• [Provided information]

☆ ☆ ☆

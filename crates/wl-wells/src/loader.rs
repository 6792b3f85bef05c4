//! LAS file -> `WellRecord`.

use std::fs;
use std::path::{Path, PathBuf};

use thiserror::Error;
use tracing::debug;

use crate::las::{LasError, LasFile};
use crate::record::{Curve, CurveInfo, RecordError, WellHeader, WellRecord};

/// Column names accepted as the depth index, compared case-insensitively.
pub const DEPTH_ALIASES: [&str; 3] = ["DEPT", "DEPTH", "MD"];

const DEFAULT_NULL: f64 = -999.25;

pub type LoadResult<T> = Result<T, LoadError>;

#[derive(Error, Debug)]
pub enum LoadError {
    #[error("Failed to read {path}")]
    Read {
        path: PathBuf,
        #[source]
        source: std::io::Error,
    },

    #[error("{path} is not a valid LAS file: {source}")]
    Format {
        path: PathBuf,
        #[source]
        source: LasError,
    },

    #[error("{path} has no depth column (expected one of DEPT, DEPTH, MD; found {columns:?})")]
    MissingDepthColumn { path: PathBuf, columns: Vec<String> },

    #[error("{path}: {source}")]
    Record {
        path: PathBuf,
        #[source]
        source: RecordError,
    },
}

impl LoadError {
    pub fn path(&self) -> &Path {
        match self {
            LoadError::Read { path, .. }
            | LoadError::Format { path, .. }
            | LoadError::MissingDepthColumn { path, .. }
            | LoadError::Record { path, .. } => path,
        }
    }
}

/// What to do with a depth step where any column holds a missing value.
///
/// `DropRow` removes the whole step from every curve. It is lossy: one bad
/// sample in a rarely-used curve costs every other curve that depth.
#[derive(Debug, Clone, Copy, PartialEq, Eq, Default)]
pub enum MissingValuePolicy {
    #[default]
    DropRow,
    /// Keep the step; missing samples become NaN and depth-less rows are still dropped.
    KeepNan,
}

/// Load a LAS file with the default whole-row drop policy.
pub fn load(path: &Path) -> LoadResult<WellRecord> {
    load_with(path, MissingValuePolicy::DropRow)
}

pub fn load_with(path: &Path, policy: MissingValuePolicy) -> LoadResult<WellRecord> {
    let bytes = fs::read(path).map_err(|e| LoadError::Read {
        path: path.to_path_buf(),
        source: e,
    })?;
    // LAS is ASCII by definition; tolerate stray Latin-1 bytes in headers.
    let text = String::from_utf8_lossy(&bytes);

    let las = LasFile::parse(&text).map_err(|e| LoadError::Format {
        path: path.to_path_buf(),
        source: e,
    })?;

    let record = record_from_las(las, path, policy)?;
    debug!(
        well = record.name(),
        rows = record.len(),
        dropped = record.dropped_rows(),
        "loaded {}",
        path.display()
    );
    Ok(record)
}

/// Turn a parsed file into a record: pick the depth column, apply the
/// missing-value policy, and resolve the well name.
pub fn record_from_las(
    las: LasFile,
    path: &Path,
    policy: MissingValuePolicy,
) -> LoadResult<WellRecord> {
    let columns = unique_column_names(&las);

    // match on the raw mnemonic; a repeated DEPT is still a depth column
    let Some(depth_idx) = las
        .curve_mnemonics()
        .position(|name| DEPTH_ALIASES.iter().any(|a| a.eq_ignore_ascii_case(name)))
    else {
        return Err(LoadError::MissingDepthColumn {
            path: path.to_path_buf(),
            columns,
        });
    };

    let null_value = las.null_value();
    let sentinel = null_value.unwrap_or(DEFAULT_NULL);
    let is_missing = |v: f64| !v.is_finite() || v == sentinel;

    let mut depth = Vec::with_capacity(las.rows.len());
    let mut values: Vec<Vec<f64>> = vec![Vec::with_capacity(las.rows.len()); columns.len()];
    let mut dropped_rows = 0;

    for row in &las.rows {
        let drop = match policy {
            MissingValuePolicy::DropRow => row.iter().any(|&v| is_missing(v)),
            MissingValuePolicy::KeepNan => is_missing(row[depth_idx]),
        };
        if drop {
            dropped_rows += 1;
            continue;
        }
        for (col, &v) in row.iter().enumerate() {
            if col == depth_idx {
                depth.push(v);
            } else {
                values[col].push(if is_missing(v) { f64::NAN } else { v });
            }
        }
    }

    let curves: Vec<Curve> = las
        .curves
        .iter()
        .zip(columns.iter())
        .zip(values)
        .enumerate()
        .filter(|(col, _)| *col != depth_idx)
        .map(|(_, ((item, name), values))| Curve {
            info: CurveInfo {
                name: name.clone(),
                unit: item.unit.clone(),
                description: item.description.clone(),
            },
            values,
        })
        .collect();

    let name = las
        .well_value("WELL")
        .map(str::to_string)
        .unwrap_or_else(|| file_name(path));

    let header = WellHeader {
        well: las.well_value("WELL").map(str::to_string),
        uwi: las.well_value("UWI").map(str::to_string),
        field: las.well_value("FLD").map(str::to_string),
        company: las.well_value("COMP").map(str::to_string),
        null_value,
        depth_unit: Some(las.curves[depth_idx].unit.clone()).filter(|u| !u.is_empty()),
        las_version: las.version.clone(),
    };

    let record = WellRecord::new(name, depth, curves, path)
        .map_err(|e| LoadError::Record {
            path: path.to_path_buf(),
            source: e,
        })?
        .with_header(header)
        .with_dropped_rows(dropped_rows);

    Ok(record)
}

/// Curve mnemonics with repeats disambiguated as `GR:1`, `GR:2`, ...
fn unique_column_names(las: &LasFile) -> Vec<String> {
    let mnemonics: Vec<&str> = las.curve_mnemonics().collect();
    let mut seen = std::collections::HashMap::<&str, usize>::new();

    mnemonics
        .iter()
        .map(|&m| {
            let total = mnemonics.iter().filter(|&&other| other == m).count();
            if total == 1 {
                return m.to_string();
            }
            let n = seen.entry(m).or_insert(0);
            *n += 1;
            format!("{m}:{n}")
        })
        .collect()
}

fn file_name(path: &Path) -> String {
    path.file_name()
        .map(|n| n.to_string_lossy().into_owned())
        .unwrap_or_else(|| path.display().to_string())
}

/// `*.las` files directly inside `dir`, sorted by file name.
pub fn find_las_files(dir: &Path) -> std::io::Result<Vec<PathBuf>> {
    let mut files = Vec::new();
    for entry in fs::read_dir(dir)? {
        let path = entry?.path();
        let is_las = path
            .extension()
            .map(|ext| ext.eq_ignore_ascii_case("las"))
            .unwrap_or(false);
        if is_las && path.is_file() {
            files.push(path);
        }
    }
    files.sort();
    Ok(files)
}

☆ ☆ ☆

• [The problem] Up to and including the line with "lossy: one bad", print every line of the records from the start.

• [Result of this exercise]
filename crates/wl-wells/src/loader.rs
repository 6792b3f85bef05c4
//! LAS file -> `WellRecord`.

use std::fs;
use std::path::{Path, PathBuf};

use thiserror::Error;
use tracing::debug;

use crate::las::{LasError, LasFile};
use crate::record::{Curve, CurveInfo, RecordError, WellHeader, WellRecord};

/// Column names accepted as the depth index, compared case-insensitively.
pub const DEPTH_ALIASES: [&str; 3] = ["DEPT", "DEPTH", "MD"];

const DEFAULT_NULL: f64 = -999.25;

pub type LoadResult<T> = Result<T, LoadError>;

#[derive(Error, Debug)]
pub enum LoadError {
    #[error("Failed to read {path}")]
    Read {
        path: PathBuf,
        #[source]
        source: std::io::Error,
    },

    #[error("{path} is not a valid LAS file: {source}")]
    Format {
        path: PathBuf,
        #[source]
        source: LasError,
    },

    #[error("{path} has no depth column (expected one of DEPT, DEPTH, MD; found {columns:?})")]
    MissingDepthColumn { path: PathBuf, columns: Vec<String> },

    #[error("{path}: {source}")]
    Record {
        path: PathBuf,
        #[source]
        source: RecordError,
    },
}

impl LoadError {
    pub fn path(&self) -> &Path {
        match self {
            LoadError::Read { path, .. }
            | LoadError::Format { path, .. }
            | LoadError::MissingDepthColumn { path, .. }
            | LoadError::Record { path, .. } => path,
        }
    }
}

/// What to do with a depth step where any column holds a missing value.
///
/// `DropRow` removes the whole step from every curve. It is lossy: one bad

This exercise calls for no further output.